*RECORD EXTRACTS:*
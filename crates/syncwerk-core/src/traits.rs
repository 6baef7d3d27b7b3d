// SPDX-License-Identifier: PMPL-1.0-or-later
// Copyright (c) 2026 Jonathan D.A. Jewell (hyperpolymath) <jonathan.jewell@open.ac.uk>
//
// Capability traits for the collaborators Syncwerk wraps.
//
// The native data-store SDK owns persistence, sync, and conflict resolution.
// Syncwerk only reaches it through these seams, injected by the caller.

use std::collections::BTreeMap;

use async_trait::async_trait;
use futures::stream::BoxStream;

use crate::error::Result;
use crate::query::{QueryOptions, QueryPredicate};
use crate::schema::{ModelAssociation, ModelSchema};
use crate::types::{ChangeEvent, SerializedRecord};

/// Stream of store changes for one subscription. Dropping it unsubscribes.
pub type ChangeStream = BoxStream<'static, Result<ChangeEvent>>;

/// The local model store.
#[async_trait]
pub trait Store: Send + Sync {
    /// Single-model, predicate-filtered read.
    ///
    /// Fails with `SyncwerkError::StoreQuery`.
    async fn query(&self, model_name: &str, options: &QueryOptions)
    -> Result<Vec<SerializedRecord>>;

    /// Insert or update `record`. When a row with the same id exists,
    /// `predicate` must hold for it or the save is rejected.
    ///
    /// Fails with `SyncwerkError::StoreSave`.
    async fn save(&self, record: &SerializedRecord, predicate: &QueryPredicate) -> Result<()>;

    /// Delete `record` by id.
    ///
    /// A row that is already absent is reported as
    /// `SyncwerkError::DeleteMissingRow`; callers normally treat it as success.
    async fn delete(&self, record: &SerializedRecord) -> Result<()>;

    /// Remove every record.
    async fn clear(&self) -> Result<()>;

    /// Subscribe to changes. Each call starts an independent subscription.
    fn observe(&self) -> ChangeStream;
}

/// Per-model schema metadata.
pub trait SchemaRegistry: Send + Sync {
    fn schema(&self, model_name: &str) -> Option<&ModelSchema>;

    /// Association metadata for `model_name`, keyed by field name.
    fn associations_for(&self, model_name: &str) -> Option<&BTreeMap<String, ModelAssociation>> {
        self.schema(model_name).map(|schema| &schema.associations)
    }
}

*TASK REQUIREMENTS:* The listing above should be printed again in full, unchanged.

*EXPECTED ANSWER:*
filename crates/syncwerk-core/src/traits.rs
repository 6baef7d3d27b7b3d
// SPDX-License-Identifier: PMPL-1.0-or-later
// Copyright (c) 2026 Jonathan D.A. Jewell (hyperpolymath) <jonathan.jewell@open.ac.uk>
//
// Capability traits for the collaborators Syncwerk wraps.
//
// The native data-store SDK owns persistence, sync, and conflict resolution.
// Syncwerk only reaches it through these seams, injected by the caller.

use std::collections::BTreeMap;

use async_trait::async_trait;
use futures::stream::BoxStream;

use crate::error::Result;
use crate::query::{QueryOptions, QueryPredicate};
use crate::schema::{ModelAssociation, ModelSchema};
use crate::types::{ChangeEvent, SerializedRecord};

/// Stream of store changes for one subscription. Dropping it unsubscribes.
pub type ChangeStream = BoxStream<'static, Result<ChangeEvent>>;

/// The local model store.
#[async_trait]
pub trait Store: Send + Sync {
    /// Single-model, predicate-filtered read.
    ///
    /// Fails with `SyncwerkError::StoreQuery`.
    async fn query(&self, model_name: &str, options: &QueryOptions)
    -> Result<Vec<SerializedRecord>>;

    /// Insert or update `record`. When a row with the same id exists,
    /// `predicate` must hold for it or the save is rejected.
    ///
    /// Fails with `SyncwerkError::StoreSave`.
    async fn save(&self, record: &SerializedRecord, predicate: &QueryPredicate) -> Result<()>;

    /// Delete `record` by id.
    ///
    /// A row that is already absent is reported as
    /// `SyncwerkError::DeleteMissingRow`; callers normally treat it as success.
    async fn delete(&self, record: &SerializedRecord) -> Result<()>;

    /// Remove every record.
    async fn clear(&self) -> Result<()>;

    /// Subscribe to changes. Each call starts an independent subscription.
    fn observe(&self) -> ChangeStream;
}

/// Per-model schema metadata.
pub trait SchemaRegistry: Send + Sync {
    fn schema(&self, model_name: &str) -> Option<&ModelSchema>;

    /// Association metadata for `model_name`, keyed by field name.
    fn associations_for(&self, model_name: &str) -> Option<&BTreeMap<String, ModelAssociation>> {
        self.schema(model_name).map(|schema| &schema.associations)
    }
}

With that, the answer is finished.